Lunedì 27 febbraio 2023  si è tenuto il seminario IL DIRITTO ALLO STUDIO UNIVERSITARIO: EPPUR SI MUOVE. DOVE PORTERÀ IL PNRR? 

Si è trattato di un seminario organizzato da FBK-IRVAPP con un’ospite d’eccezione, Federica Laudisa, ricercatrice dell’IRES – Istituto di Ricerche Economiche Sociali del Piemonte, con esperienza consolidata nello studio e nell’analisi delle politiche di sostegno al diritto allo studio.

Le abbiamo chiesto il contesto politico normativo e l’evoluzione del diritto allo studio universitario a cui il PNRR ha recentemente indirizzato un cospicuo impegno finanziario, pari a quasi 1,5 Miliardi di euro.


–  Come si colloca il diritto allo studio universitario nel contesto normativo e politico nazionale?

In Italia il diritto allo studio universitario è assicurato principalmente a livello normativo attraverso lo strumento della borsa di studio, che rappresenta l’intervento principe previsto dall’art. 34 della Costituzione.

Chi fruisce di una borsa di studio è totalmente esonerato dal pagamento delle tasse universitarie. Il nostro sistema di sostegno al diritto allo studio universitario è analogo a quello francese e tedesco, ma si differenzia a livello di governance e di numeri, perché chi governa il sistema di sostegno in Italia sono da un lato lo Stato e dall’altro le Regioni, che hanno entrambi competenze esclusive in materia.

Lo Stato ha competenza esclusiva nella “determinazione dei livelli essenziali delle prestazioni concernenti i diritti civili e sociali che debbono essere garantiti su tutto il territorio nazionale”; in concreto, definisce la soglia economica massima e il requisito di merito per l’accesso alle borse di studio.
Le Regioni stabiliscono invece le effettive soglie economiche per accedere alle borse e il loro importo.

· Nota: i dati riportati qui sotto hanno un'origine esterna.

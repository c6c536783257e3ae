use axum::{
    middleware,
    routing::{get, post},
    Router,
};

use crate::server::auth::require_admin;
use crate::server::handlers::{
    add_account_handler, create_license_handler, delete_license_handler, get_license_handler,
    health_handler, list_licenses_handler, logs_handler, root_handler, stats_handler,
    toggle_license_handler, update_license_handler, validate_handler, AppState,
};
use crate::server::logging::request_logging_middleware;

/// Build the application router.
///
/// # Routes
///
/// ## Public endpoints
/// - `GET /` - Service banner
/// - `GET /health` - Storage connectivity
/// - `POST /api/validate` - Validate a license key for an account
///
/// ## Admin endpoints (header `X-Admin-Secret`)
/// - `GET /api/licenses` - List licenses
/// - `POST /api/licenses` - Create a license
/// - `GET /api/licenses/:id` - Get a license by **key**
/// - `PUT /api/licenses/:id` - Update a license by id
/// - `DELETE /api/licenses/:id` - Delete a license by id
/// - `POST /api/licenses/:id/toggle` - Enable / disable a license
/// - `POST /api/accounts` - Add an account to a license's allowlist
/// - `GET /api/stats` - Aggregate counters
/// - `GET /api/logs` - Recent validation attempts
///
/// The lookup route shares the `:id` segment with update and delete because
/// the router allows a single parameter name per position.
pub fn build_router(state: AppState) -> Router {
    let admin = Router::new()
        .route(
            "/api/licenses",
            get(list_licenses_handler).post(create_license_handler),
        )
        .route(
            "/api/licenses/:id",
            get(get_license_handler)
                .put(update_license_handler)
                .delete(delete_license_handler),
        )
        .route("/api/licenses/:id/toggle", post(toggle_license_handler))
        .route("/api/accounts", post(add_account_handler))
        .route("/api/stats", get(stats_handler))
        .route("/api/logs", get(logs_handler))
        .route_layer(middleware::from_fn_with_state(state.clone(), require_admin));

    Router::new()
        .route("/", get(root_handler))
        .route("/health", get(health_handler))
        .route("/api/validate", post(validate_handler))
        .merge(admin)
        .layer(middleware::from_fn(request_logging_middleware))
        .with_state(state)
}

Ogni Regione ha un unico ente gestore degli interventi, anche se ci sono delle eccezioni. Abruzzo, Sardegna, Sicilia e Veneto, infatti, ne hanno uno per ogni sede universitaria. In Lombardia e Calabria, invece, ogni ateneo/istituto universitario gestisce i benefici per i propri iscritti.

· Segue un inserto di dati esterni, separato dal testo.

impl SqlStore {
    /// Connect to SQLite and create the schema if missing.
    ///
    /// In-memory URLs are forced onto a single connection: every connection
    /// to `sqlite::memory:` would otherwise see its own empty database.
    #[cfg(feature = "sqlite")]
    pub async fn connect_sqlite(url: &str, max_connections: u32) -> LicenseResult<Self> {
        let in_memory = url.contains(":memory:");
        let mut options = SqlitePoolOptions::new().max_connections(if in_memory {
            1
        } else {
            max_connections.max(1)
        });
        if in_memory {
            // Closing the only connection would drop the database.
            options = options.idle_timeout(None).max_lifetime(None);
        }

        let pool = options
            .connect(url)
            .await
            .map_err(|e| {
                error!("Failed to connect to SQLite: {e}");
                LicenseError::storage(format!("failed to connect to SQLite: {e}"))
            })?;

        let store = SqlStore::SQLite(pool);
        store.migrate().await?;
        Ok(store)
    }

    /// Connect to PostgreSQL and create the schema if missing.
    #[cfg(feature = "postgres")]
    pub async fn connect_postgres(url: &str, max_connections: u32) -> LicenseResult<Self> {
        let pool = PgPoolOptions::new()
            .max_connections(max_connections.max(1))
            .connect(url)
            .await
            .map_err(|e| {
                error!("Failed to connect to PostgreSQL: {e}");
                LicenseError::storage(format!("failed to connect to PostgreSQL: {e}"))
            })?;

        let store = SqlStore::Postgres(pool);
        store.migrate().await?;
        Ok(store)
    }

    /// Create tables and indexes. Idempotent.
    pub async fn migrate(&self) -> LicenseResult<()> {
        match self {
            #[cfg(feature = "sqlite")]
            SqlStore::SQLite(pool) => {
                for statement in SQLITE_SCHEMA {
                    query(statement)
                        .execute(pool)
                        .await
                        .map_err(db_err("migrate"))?;
                }
            }
            #[cfg(feature = "postgres")]
            SqlStore::Postgres(pool) => {
                for statement in POSTGRES_SCHEMA {
                    query(statement)
                        .execute(pool)
                        .await
                        .map_err(db_err("migrate"))?;
                }
            }
        }
        debug!("SQL schema ready");
        Ok(())
    }

    async fn fetch_row(&self, target: &Target<'_>) -> LicenseResult<Option<LicenseRow>> {
        let (text, value) = match target {
            Target::Id(id) => (
                format!("SELECT {LICENSE_COLUMNS} FROM licenses WHERE id = ?"),
                id.as_str(),
            ),
            Target::Key(key) => (
                format!("SELECT {LICENSE_COLUMNS} FROM licenses WHERE license_key = ?"),
                *key,
            ),
        };

        with_pool!(self, text.as_str(), |pool, sql| {
            query_as::<_, LicenseRow>(&sql)
                .bind(value)
                .fetch_optional(pool)
                .await
                .map_err(db_err("fetch license"))
        })
    }

    async fn fetch_license(&self, target: Target<'_>) -> LicenseResult<Option<License>> {
        match self.fetch_row(&target).await? {
            Some(row) => Ok(Some(row.into_license()?.0)),
            None => Ok(None),
        }
    }

    /// Read-modify-write with optimistic concurrency.
    ///
    /// `mutate` returns `false` when it made no change, in which case nothing
    /// is written.
    async fn modify<F>(&self, target: Target<'_>, mutate: F) -> LicenseResult<Option<License>>
    where
        F: Fn(&mut License) -> bool + Send + Sync,
    {
        const UPDATE: &str = "UPDATE licenses SET account_numbers = ?, max_accounts = ?, \
                              active = ?, expiry_date = ?, updated_at = ?, version = version + 1 \
                              WHERE id = ? AND version = ?";

        for attempt in 1..=MAX_CAS_ATTEMPTS {
            let Some(row) = self.fetch_row(&target).await? else {
                return Ok(None);
            };
            let (mut license, version) = row.into_license()?;

            if !mutate(&mut license) {
                return Ok(Some(license));
            }

            let accounts = accounts_json(&license.account_numbers)?;
            let updated = with_pool!(self, UPDATE, |pool, sql| {
                query(&sql)
                    .bind(&accounts)
                    .bind(i64::from(license.max_accounts))
                    .bind(license.active)
                    .bind(license.expiry_date)
                    .bind(license.updated_at)
                    .bind(license.id.as_str())
                    .bind(version)
                    .execute(pool)
                    .await
                    .map_err(db_err("update license"))?
                    .rows_affected()
            });

            if updated == 1 {
                return Ok(Some(license));
            }
            warn!(
                license_id = %license.id,
                attempt, "Concurrent modification detected, retrying"
            );
        }

        Err(LicenseError::StorageUnavailable(format!(
            "license update abandoned after {MAX_CAS_ATTEMPTS} conflicting attempts"
        )))
    }

    async fn count(&self, text: &str, filter: Option<bool>) -> LicenseResult<u64> {
        let n: i64 = with_pool!(self, text, |pool, sql| {
            let q = query_scalar::<_, i64>(&sql);
            let q = match filter {
                Some(flag) => q.bind(flag),
                None => q,
            };
            q.fetch_one(pool).await.map_err(db_err("count"))?
        });
        Ok(to_count(n))
    }
}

Questo sistema prevede complessivamente 73 soggetti che gestiscono gli interventi di accesso alle borse di studio in Italia e il risultato finale è che ci sono tanti bandi quanti sono gli enti gestori. I criteri economici di accesso risultano quindi spesso differenti in base alla sede di studio.

Seminario IRVAPP 27-2-2023 - photo Francesca Guerzoni FBK

Nel 2022, ad esempio, 6 Regioni non hanno erogato le borse di studio e quindi il sistema risulta di fatto iniquo.
Nel 2021-’22, dunque,  quasi 8 mila studenti non hanno potuto usufruire di alcuna borsa di studio. C’è inoltre un problema di comunicazione poiché nessuno informa adeguatamente gli studenti delle scuole superiori che esistono questi interventi di supporto per proseguire gli studi.

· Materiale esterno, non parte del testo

//! Licensegate - license key issuance and validation for trading-terminal
//! products.
//!
//! A license binds a random key to an allowlist of trading account numbers,
//! an active flag and an optional expiry. Client applications present a key
//! and the account they run on; the engine answers valid or invalid with a
//! machine-readable reason and records every attempt in an audit log.
//!
//! # Features
//!
//! - `server` - Axum HTTP API and the `licensegate_server` binary. Enabled by default.
//! - `sqlite` - SQLite storage backend. Enabled by default.
//! - `postgres` - PostgreSQL storage backend.
//!
//! The in-memory and JSON-file backends are always available.
//!
//! # Example
//!
//! ```rust
//! use licensegate::engine::{LicenseEngine, ValidationRequest};
//! use licensegate::models::NewLicense;
//! use licensegate::storage::MemoryStore;
//!
//! # tokio_test_block(async {
//! let engine = LicenseEngine::with_defaults(MemoryStore::new());
//! let license = engine
//!     .create_license(NewLicense {
//!         account_numbers: vec!["12345678".to_string()],
//!         ..NewLicense::default()
//!     })
//!     .await
//!     .unwrap();
//!
//! let result = engine
//!     .validate(&ValidationRequest::new(license.key, "12345678"))
//!     .await
//!     .unwrap();
//! assert!(result.valid);
//! # });
//! # fn tokio_test_block<F: std::future::Future>(f: F) -> F::Output {
//! #     tokio::runtime::Runtime::new().unwrap().block_on(f)
//! # }
//! ```

pub mod config;
pub mod engine;
pub mod errors;
pub mod events;
pub mod license_key;
pub mod models;
pub mod storage;

// Server-related modules (requires "server" feature)
#[cfg(feature = "server")]
#[path = "server/mod.rs"]
pub mod server;

pub use engine::{LicenseEngine, ValidationRequest, ValidationResult};
pub use errors::{LicenseError, LicenseResult};
pub use storage::{LicenseStore, Storage};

La riforma della Costituzione nel 2001 ha affidato, appunto, alle Regioni la competenza esclusiva in materia di diritto allo studio universitario e allo Stato quella sulla definizione dei livelli essenziali delle prestazioni a sostegno del diritto allo studio universitario. In definitiva queste due competenze esclusive, di Stato e Regioni, sono state definite in modo tale da non permettere una coniugazione efficace delle competenze e delle azioni ad esse collegate. Questo è il vero nodo irrisolto che parte dalla Riforma Costituzionale.

– Il finanziamento previsto dal PNRR all’interno della missione 4 “Istruzione e ricerca” prevede due linee di investimento di quasi 1,5 miliardi di euro.  Quali sono gli interventi previsti e qual’ è l’obiettivo di fondo che si vuole raggiungere?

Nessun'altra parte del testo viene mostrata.